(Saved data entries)
#####

//! Running many methods through the analysis.
//!
//! Methods are independent of each other; the only shared state lives in the
//! environment's resolver caches and importer table, both of which are
//! concurrent maps.

use std::sync::atomic::{AtomicBool, Ordering};
use std::sync::Arc;

use rayon::prelude::*;
use serde::Serialize;

use crate::analysis::{AnalysisEnvironment, AnalysisState, MethodAnalysisContext, MethodReport};
use crate::arch::InstructionSet;
use crate::cfg::ExceptionRegion;
use crate::types::ManagedMethod;
use crate::{Address, BinaryImage};

/// One method to rebuild.
#[derive(Debug, Clone)]
pub struct MethodJob {
    pub address: Address,
    /// Body length from metadata, when known
    pub length: Option<u64>,
    pub method: Arc<ManagedMethod>,
    pub exception_regions: Vec<ExceptionRegion>,
}

impl MethodJob {
    pub fn new(address: Address, length: Option<u64>, method: Arc<ManagedMethod>) -> Self {
        Self {
            address,
            length,
            method,
            exception_regions: Vec::new(),
        }
    }

    pub fn with_exception_regions(mut self, regions: Vec<ExceptionRegion>) -> Self {
        self.exception_regions = regions;
        self
    }
}

/// Counts for one run.
#[derive(Debug, Clone, Copy, Default, PartialEq, Eq, Serialize)]
pub struct RunSummary {
    pub analysed: usize,
    pub emittable: usize,
    pub tainted: usize,
}

impl RunSummary {
    pub fn from_reports(reports: &[MethodReport]) -> Self {
        reports.iter().fold(Self::default(), |mut summary, report| {
            summary.analysed += 1;
            match report.state {
                AnalysisState::Emittable => summary.emittable += 1,
                AnalysisState::Tainted => summary.tainted += 1,
                _ => {}
            }
            summary
        })
    }
}

/// Analyse a single method.
pub fn analyze_method(
    isa: &dyn InstructionSet,
    image: &BinaryImage,
    env: &AnalysisEnvironment,
    job: &MethodJob,
) -> MethodReport {
    let mut ctx = MethodAnalysisContext::new(job.address, job.length, job.method.clone())
        .with_exception_regions(job.exception_regions.clone());
    ctx.analyze(isa, image, env)
}

/// Analyse every job with a managed body, in parallel when the options allow.
///
/// `cancel` is checked before each method starts; methods already running
/// finish and are reported. Reports come back in job order.
pub fn analyze_methods(
    isa: &dyn InstructionSet,
    image: &BinaryImage,
    env: &AnalysisEnvironment,
    jobs: &[MethodJob],
    cancel: &AtomicBool,
) -> Vec<MethodReport> {
    let run = |job: &MethodJob| -> Option<MethodReport> {
        if cancel.load(Ordering::Relaxed) {
            return None;
        }
        if !job.method.has_body() {
            log::debug!(
                "Skipping {}: {:?} method has no managed body",
                job.method.full_name(),
                job.method.implementation
            );
            return None;
        }
        Some(analyze_method(isa, image, env, job))
    };

    let reports: Vec<MethodReport> = if env.options.parallel {
        jobs.par_iter().filter_map(run).collect()
    } else {
        jobs.iter().filter_map(run).collect()
    };

    let summary = RunSummary::from_reports(&reports);
    if cancel.load(Ordering::Relaxed) {
        log::info!(
            "Run cancelled after {} of {} methods",
            summary.analysed,
            jobs.len()
        );
    }
    log::info!(
        "Analysed {} methods: {} emittable, {} tainted",
        summary.analysed,
        summary.emittable,
        summary.tainted
    );
    reports
}

#[cfg(test)]
mod tests {
    use super::*;
    use crate::arch::X86_64InstructionSet;
    use crate::config::AnalysisOptions;
    use crate::types::{
        InMemoryMetadata, MethodImplementation, PrimitiveKind, TypeDefinition, TypeResolver,
        TypeSignature, TypeTable,
    };
    use crate::Architecture;
    use rstest::rstest;

    static X86: X86_64InstructionSet = X86_64InstructionSet::new();

    // 0x1000: lea eax, [rcx + rcx] ; ret   (indexed lea leaves eax unknown)
    // 0x1010: mov eax, ecx ; add eax, ecx ; ret
    fn image() -> BinaryImage {
        let mut code = vec![0xcc; 0x20];
        code[..4].copy_from_slice(&[0x8d, 0x04, 0x09, 0xc3]);
        code[0x10..0x15].copy_from_slice(&[0x89, 0xc8, 0x01, 0xc8, 0xc3]);
        BinaryImage::raw(Architecture::X86_64, 0x1000, &code)
    }

    fn environment(parallel: bool) -> AnalysisEnvironment {
        let table = Arc::new(TypeTable::new(Vec::new()));
        let resolver = Arc::new(TypeResolver::new(table, Arc::new(InMemoryMetadata::new(27.0))));
        let options = AnalysisOptions {
            parallel,
            ..AnalysisOptions::default()
        };
        AnalysisEnvironment::new(resolver, options)
    }

    fn jobs(env: &AnalysisEnvironment) -> Vec<MethodJob> {
        let owner = TypeDefinition::new("Game", "Math").into_handle();
        let int32 = TypeSignature::Definition(env.resolver.table().primitive(PrimitiveKind::Int32).clone());
        let method = |name: &str| {
            ManagedMethod::new(name, owner.clone(), int32.clone())
                .with_static(true)
                .with_parameter("a", int32.clone())
        };
        vec![
            MethodJob::new(0x1000, None, Arc::new(method("Lea"))),
            MethodJob::new(0x1010, None, Arc::new(method("Twice"))),
            MethodJob::new(
                0x1018,
                None,
                Arc::new(method("Extern").with_implementation(MethodImplementation::InternalCall)),
            ),
        ]
    }

    #[rstest]
    #[case(false)]
    #[case(true)]
    fn test_analyze_methods(#[case] parallel: bool) {
        let env = environment(parallel);
        let jobs = jobs(&env);
        let reports = analyze_methods(&X86, &image(), &env, &jobs, &AtomicBool::new(false));

        // The internal call is skipped.
        assert_eq!(reports.len(), 2);
        assert_eq!(reports[0].address, 0x1000);
        assert!(reports[0].is_tainted());
        assert_eq!(reports[1].state, AnalysisState::Emittable);
        assert!(reports[1].pseudocode.contains("System.Int32 local0 = a + a"));

        let summary = RunSummary::from_reports(&reports);
        assert_eq!(
            summary,
            RunSummary {
                analysed: 2,
                emittable: 1,
                tainted: 1
            }
        );
    }

    #[test]
    fn test_cancelled_run_reports_nothing() {
        let env = environment(false);
        let jobs = jobs(&env);
        let reports = analyze_methods(&X86, &image(), &env, &jobs, &AtomicBool::new(true));
        assert!(reports.is_empty());
    }
}
impl Action for ReturnAction {
    fn to_bytecode(&self, locals: &[LocalDefinition]) -> Result<Vec<CilInstruction>, TaintReason> {
        let mut out = match &self.value {
            Some(value) => value.load(locals)?,
            None => Vec::new(),
        };
        out.push(CilInstruction::Ret);
        Ok(out)
    }

    fn to_pseudocode(&self, locals: &[LocalDefinition]) -> String {
        match &self.value {
            Some(value) => format!("return {}", value.render(locals)),
            None => "return".to_string(),
        }
    }

    fn summary(&self, locals: &[LocalDefinition]) -> String {
        match &self.value {
            Some(value) => format!("Returns {}", value.render(locals)),
            None => "Returns".to_string(),
        }
    }

    fn consumed(&self) -> Vec<LocalId> {
        self.value.iter().filter_map(ActionInput::local).collect()
    }
}

/// Runtime bookkeeping calls with no managed counterpart.
#[derive(Debug, Clone, PartialEq)]
pub struct RuntimeHelperAction {
    pub helper: KeyFunction,
    pub argument: Option<AnalysedOperand>,
}

impl Action for RuntimeHelperAction {
    fn to_bytecode(&self, _locals: &[LocalDefinition]) -> Result<Vec<CilInstruction>, TaintReason> {
        Ok(Vec::new())
    }

    fn to_pseudocode(&self, locals: &[LocalDefinition]) -> String {
        let name = self.helper.export_names().first().copied().unwrap_or("helper");
        let argument = self
            .argument
            .as_ref()
            .map(|a| a.render(locals))
            .unwrap_or_default();
        format!("{}({})", name, argument)
    }

    fn summary(&self, locals: &[LocalDefinition]) -> String {
        format!("Runtime bookkeeping: {}", self.to_pseudocode(locals))
    }

    fn is_important(&self) -> bool {
        false
    }
}

/// An instruction the engine cannot reproduce.
#[derive(Debug, Clone, PartialEq)]
pub struct UnmodeledAction {
    pub instruction: String,
    pub reason: TaintReason,
}

impl Action for UnmodeledAction {
    fn to_bytecode(&self, _locals: &[LocalDefinition]) -> Result<Vec<CilInstruction>, TaintReason> {
        Err(self.reason.clone())
    }

    fn to_pseudocode(&self, _locals: &[LocalDefinition]) -> String {
        format!("// {}", self.instruction)
    }

    fn summary(&self, _locals: &[LocalDefinition]) -> String {
        format!("Unmodeled: {}", self.instruction)
    }
}

#[derive(Debug, Clone, PartialEq)]
pub enum ActionKind {
    Arithmetic(ArithmeticAction),
    Convert(ConvertAction),
    ConstantLoad(ConstantLoadAction),
    RegisterCopy(RegisterCopyAction),
    StackSpill(StackSpillAction),
    GlobalLoad(GlobalLoadAction),
    FieldRead(FieldReadAction),
    FieldWrite(FieldWriteAction),
    ConditionalBranch(ConditionalBranchAction),
    Jump(JumpAction),
    Label(LabelAction),
    Call(CallAction),
    Allocate(AllocateAction),
    AllocateArray(AllocateArrayAction),
    Throw(ThrowAction),
    ThrowNew(ThrowNewAction),
    Return(ReturnAction),
    RuntimeHelper(RuntimeHelperAction),
    Unmodeled(UnmodeledAction),
}

impl ActionKind {
    pub fn as_action(&self) -> &dyn Action {
        match self {
            ActionKind::Arithmetic(a) => a,
            ActionKind::Convert(a) => a,
            ActionKind::ConstantLoad(a) => a,
            ActionKind::RegisterCopy(a) => a,
            ActionKind::StackSpill(a) => a,
            ActionKind::GlobalLoad(a) => a,
            ActionKind::FieldRead(a) => a,
            ActionKind::FieldWrite(a) => a,
            ActionKind::ConditionalBranch(a) => a,
            ActionKind::Jump(a) => a,
            ActionKind::Label(a) => a,
            ActionKind::Call(a) => a,
            ActionKind::Allocate(a) => a,
            ActionKind::AllocateArray(a) => a,
            ActionKind::Throw(a) => a,
            ActionKind::ThrowNew(a) => a,
            ActionKind::Return(a) => a,
            ActionKind::RuntimeHelper(a) => a,
            ActionKind::Unmodeled(a) => a,
        }
    }
}

/// One synthesized step, tagged with the native address it came from.
#[derive(Debug, Clone, PartialEq)]
pub struct AnalysisAction {
    pub address: Address,
    pub kind: ActionKind,
}

impl AnalysisAction {
    pub fn new(address: Address, kind: ActionKind) -> Self {
        Self { address, kind }
    }

    pub fn to_bytecode(&self, locals: &[LocalDefinition]) -> Result<Vec<CilInstruction>, TaintedAction> {
        self.kind
            .as_action()
            .to_bytecode(locals)
            .map_err(|reason| TaintedAction {
                address: self.address,
                reason,
            })
    }

    pub fn to_pseudocode(&self, locals: &[LocalDefinition]) -> String {
        self.kind.as_action().to_pseudocode(locals)
    }

    pub fn summary(&self, locals: &[LocalDefinition]) -> String {
        self.kind.as_action().summary(locals)
    }

    pub fn is_important(&self) -> bool {
        self.kind.as_action().is_important()
    }

    pub fn consumed(&self) -> Vec<LocalId> {
        self.kind.as_action().consumed()
    }

    pub fn produced(&self) -> Option<LocalId> {
        self.kind.as_action().produced()
    }

    /// The taint this action carries, if any.
    pub fn taint(&self, locals: &[LocalDefinition]) -> Option<TaintedAction> {
        self.to_bytecode(locals).err()
    }
}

#####

> [Directions]:
Please count the lines above that hold the string "TypeDefinition" and reply with the number alone.

> [Exercise solution]:
2